Simak selengkapnya dalam video ini.
Mendorong Industri Pariwisata dan Perhotelan Memiliki Standar Hak Asasi Manusia
Minggu, 21/01/2018 08:00 WIBJAKARTA, GRESNEWS.COM - Keberhasilan Kepolisian Daerah (Polda) Jawa Barat dalam mengungkap kasus eksploitasi seksual komersial yang melibatkan tiga orang anak laki-laki bersama dua perempuan dewasa melalui pembuatan video porno yang diduga dilakukan di salah satu hotel di Bandung patut diapresiasi.
"Keberhasilan Polda Jabar mengungkap kasus ini menunjukkan keseriusan Kepolisian RI dan Pemerintah Indonesia dalam menanggulangi eksploitasi dan kekerasan terhadap anak," kata Direktur Eksekutif Lembaga Studi dan Advokasi Masyarakat (ELSAM) Wahyu Wagiman, dalam siaran pers yang diterima gresnews.com, Minggu (21/1).
Terungkapnya kasus eksploitasi seksual anak di Bandung ini memperlihatkan kerentanan anak-anak dari eksploitasi seksual komersial dengan memanfaatkan medium internet. Lebih jauh, pelibatan anak dalam eksploitasi seksual komersial tersebut juga menunjukkan kerentanan anak ketika berhadapan dengan orang dewasa.
"Faktor relasi kuasa yang tidak seimbang antara anak dan orang dewasa merupakan salah satu penyebab terjadinya eksploitasi anak, sehingga anak-anak tersebut tidak dapat menghindar dari paksaan dan ancaman yang dialaminya," tegas Wahyu.
Salah satu orang tua korban turut serta melakukan tindakan eksploitatif tersebut. Wahyu mengatakan, hal ini dapat terjadi karena anak seringkali dianggap sebagai aset bagi keluarga untuk memperbaiki perekonomian keluarga. "Motivasi untuk mendapatkan keuntungan secara ekonomi seringkali menjadi latar belakang anak dilibatkan dalam kasus eksplotasi seksual, seperti pornografi anak," ujarnya.
Dalam konteks hak asasi manusia, kasus pembuatan video pornografi yang melibatkan anak merupakan eksploitasi seksual anak. Eksploitasi seksual terhadap anak-anak berarti penggunaan anak-anak untuk kepuasan seksual oleh orang dewasa. "Bentuk utama eksploitasi seksual komersial anak, seperti pelacuran anak, pornografi anak dan perdagangan anak untuk tujuan seksual," papar Wahyu.

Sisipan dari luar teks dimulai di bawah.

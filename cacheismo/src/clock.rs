//! Monotonic expiry clock (§9 open question).
//!
//! The source samples `CLOCK_MONOTONIC` seconds directly
//! (`currentTimeInSeconds()` in both `cacheitem.c` and `hashmap.c`). Rust's
//! `Instant` is the idiomatic equivalent; wraparound at 2^32 seconds
//! (~136 years uptime) is left unaddressed here exactly as it is upstream.

use std::time::Instant;

pub struct Clock {
    start: Instant,
}

impl Clock {
    pub fn new() -> Self {
        Clock { start: Instant::now() }
    }

    pub fn now_secs(&self) -> u32 {
        self.start.elapsed().as_secs() as u32
    }
}

/// An expiry timestamp in the same monotonic-seconds space as `Clock`.
/// `NEVER` mirrors the source's `UINT32_MAX` "does not expire" sentinel.
pub const NEVER: u32 = u32::max_value();

pub fn expiry_from_ttl(clock: &Clock, exptime: u32) -> u32 {
    if exptime == 0 {
        NEVER
    } else {
        clock.now_secs().wrapping_add(exptime)
    }
}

Dalam kasus pembuatan video pornografi yang melibatkan anak di Bandung, yang dikenal sebagai tempat tujuan wisata, kasus tersebut juga menunjukkan adanya penggunaan fasilitas hotel untuk melakukan tindakan eksploitasi tersebut. Eksploitasi seksual komersial anak juga telah dilarang dalam berbagai instrumen hak asasi manusia internasional.
Instrumen hukum itu diantaranya Konvensi Hak Anak, dan Protokol Opsional tentang Penjualan Anak, Pelacuran Anak dan Pornografi Anak, Konvensi Penghapusan Segala Bentuk Diskriminasi terhadap Perempuan. Kemudian, Konvensi PBB Menentang Kejahatan Transnasional Terorganisir dengan Protokol Khusus untuk Mencegah, Menekan dan Menghukum Perdagangan Manusia, khususnya perempuan dan anak-anak.

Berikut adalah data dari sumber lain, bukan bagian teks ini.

//! Cache item: key + flags + expiry + refcount + value data stream (§3,
//! §4.6).
//!
//! Grounded on `original_source/src/cacheitem/cacheitem.c`:
//! `cacheItemCreate`/`cacheItemDelete`/refcount semantics, and
//! `cacheItemGetHashEntryAPI`'s function-pointer vtable, reinterpreted as
//! an implementation of `crate::hashmap::HashEntry` (§9: a vtable of
//! function pointers becomes a Rust trait).
//!
//! The source stores the value directly as a `dataStream_t` "because
//! refcount is maintained both at item level and buffers inside the
//! dataStream... I wanted the data to have a separate lifetime from the
//! item itself" (see the source's own comment) — the Rust port keeps this
//! exactly: an item's `DataStream` is deleted independently of the item
//! (by whoever holds the `DataStream` last), not implicitly by the item's
//! own `Drop`, since `DataStream::delete` needs `&mut ChunkPool` in hand.

use crate::chunkpool::ChunkPool;
use crate::command::Command;
use crate::datastream::{DataStream, SegmentTable};
use crate::hashmap::HashEntry;
use std::cell::Cell;

/// Cache item refcount is tracked with interior mutability because
/// `HashEntry::add_reference` (called from inside `HashMap::get`, which
/// only has `&self` on the stored value once the lookup succeeds) must be
/// able to bump it without a `&mut` borrow into the map's entry arena.
pub struct CacheItem {
    key: Vec<u8>,
    flags: u32,
    expiry: u32,
    data_length: u32,
    data: DataStream,
    refcount: Cell<u32>,
    cas: Cell<u64>,
}

impl CacheItem {
    /// Mirrors `cacheItemCreate`: packs the command's payload into the
    /// chunk allocator as a persistent stream. Fails with
    /// `ChunkPoolError::TooLarge`/`OutOfMemory` bubbled up through
    /// `DataStream::clone_into_chunkpool`/`SegmentTable::new_chunk_segment`.
    ///
    /// `cas` is a value the caller draws from its own monotonic counter
    /// (§9 open question: the source never wires a CAS id into the item,
    /// so the built-in runtime maintains one itself).
    pub fn create(
        table: &mut SegmentTable,
        chunkpool: &mut ChunkPool,
        arena: Option<&crate::fallocator::Arena>,
        clock: &crate::clock::Clock,
        command: &Command,
        payload: &DataStream,
        cas: u64,
    ) -> crate::error::Result<CacheItem> {
        let data = payload.clone_into_chunkpool(table, chunkpool, arena)?;
        let expiry = crate::clock::expiry_from_ttl(clock, command.exptime);
        Ok(CacheItem {
            key: command.key.clone(),
            flags: command.flags,
            expiry,
            data_length: payload.total_size() as u32,
            data,
            refcount: Cell::new(1),
            cas: Cell::new(cas),
        })
    }

    pub fn cas(&self) -> u64 {
        self.cas.get()
    }

    /// Builds an item directly from already-packed persistent data, for
    /// verbs that mutate an existing item's value without going through a
    /// freshly parsed `Command` (`append`, `prepend`, `incr`, `decr`).
    pub fn with_data(key: Vec<u8>, flags: u32, expiry: u32, data: DataStream, cas: u64) -> CacheItem {
        let data_length = data.total_size() as u32;
        CacheItem { key, flags, expiry, data_length, data, refcount: Cell::new(1), cas: Cell::new(cas) }
    }

    pub fn key(&self) -> &[u8] {
        &self.key
    }

    pub fn flags(&self) -> u32 {
        self.flags
    }

    pub fn expiry(&self) -> u32 {
        self.expiry
    }

    pub fn data_length(&self) -> u32 {
        self.data_length
    }

    pub fn data(&self) -> &DataStream {
        &self.data
    }

    pub fn refcount(&self) -> u32 {
        self.refcount.get()
    }

    /// Mirrors `cacheItemGetTotalSize`: the estimated memory footprint used
    /// by LRU/eviction accounting, not the wire `dataLength`.
    pub fn total_size(&self) -> usize {
        std::mem::size_of::<CacheItem>() + self.key.len() + 1 + self.data.total_size()
    }

    /// Mirrors `cacheItemDelete`'s refcount decrement. Returns `true` once
    /// the refcount reaches zero, at which point the caller must reclaim
    /// `self.data` via `DataStream::delete` (and drop `self`) since neither
    /// can free itself without `&mut ChunkPool` in hand.
    pub fn release(&self) -> bool {
        let next = self.refcount.get() - 1;
        self.refcount.set(next);
        next == 0
    }

    pub fn take_data(self) -> DataStream {
        self.data
    }
}

impl HashEntry for CacheItem {
    fn key(&self) -> &[u8] {
        &self.key
    }

    fn expiry(&self) -> u32 {
        self.expiry
    }

    fn total_size(&self) -> usize {
        self.total_size()
    }

    fn add_reference(&self) {
        self.refcount.set(self.refcount.get() + 1);
    }
}

/// Estimate the memory an item built from `command` would occupy, used by
/// the admission retry loop (§4.6) before the item actually exists.
/// Mirrors `cacheItemEstimateSize`.
pub fn estimate_size(command: &Command, payload_len: usize) -> usize {
    std::mem::size_of::<CacheItem>() + command.key.len() + 1 + payload_len
}

#[cfg(test)]
mod tests {
    use super::*;
    use crate::command::{Command, CommandKind};
    use crate::fallocator::{Arena, PageCache};
    use std::cell::RefCell;
    use std::rc::Rc;

    fn harness() -> (SegmentTable, ChunkPool, Arena) {
        let cache = Rc::new(RefCell::new(PageCache::new(16)));
        (SegmentTable::new(), ChunkPool::new(4), Arena::new(cache))
    }

    #[test]
    fn create_packs_payload_into_chunkpool() {
        let (mut table, mut chunkpool, mut arena) = harness();
        let mut payload = DataStream::new_ephemeral();
        payload.append_new_ephemeral(&mut table, &mut arena, b"hello").unwrap();

        let mut command = Command::new(CommandKind::Set);
        command.key = b"foo".to_vec();
        command.flags = 7;
        command.exptime = 0;

        let clock = crate::clock::Clock::new();
        let item = CacheItem::create(&mut table, &mut chunkpool, Some(&arena), &clock, &command, &payload, 1).unwrap();
        assert_eq!(item.key(), b"foo");
        assert_eq!(item.flags(), 7);
        assert_eq!(item.expiry(), crate::clock::NEVER);
        assert!(item.data().is_persistent());
        assert_eq!(item.data().total_size(), 5);
        assert_eq!(item.cas(), 1);
    }

    #[test]
    fn release_reaches_zero_after_matching_add_reference() {
        let (mut table, mut chunkpool, arena) = harness();
        let mut payload = DataStream::new_ephemeral();
        let mut arena = arena;
        payload.append_new_ephemeral(&mut table, &mut arena, b"x").unwrap();
        let mut command = Command::new(CommandKind::Set);
        command.key = b"k".to_vec();
        let clock = crate::clock::Clock::new();
        let item = CacheItem::create(&mut table, &mut chunkpool, Some(&arena), &clock, &command, &payload, 1).unwrap();

        item.add_reference();
        assert_eq!(item.refcount(), 2);
        assert!(!item.release());
        assert!(item.release());
    }
}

Konvensi ILO 182 mengakui pelacuran anak dan pornografi anak sebagai salah satu bentuk pekerjaan terburuk untuk anak. "Larangan tersebut juga dapat ditemukan dalam beberapa peraturan perundang-undangan di Indonesia, seperti undang-undang tentang perlindungan anak, undang-undang tentang pornografi, dan undang-undang tentang informasi dan transaksi elektronik," terang Wahyu.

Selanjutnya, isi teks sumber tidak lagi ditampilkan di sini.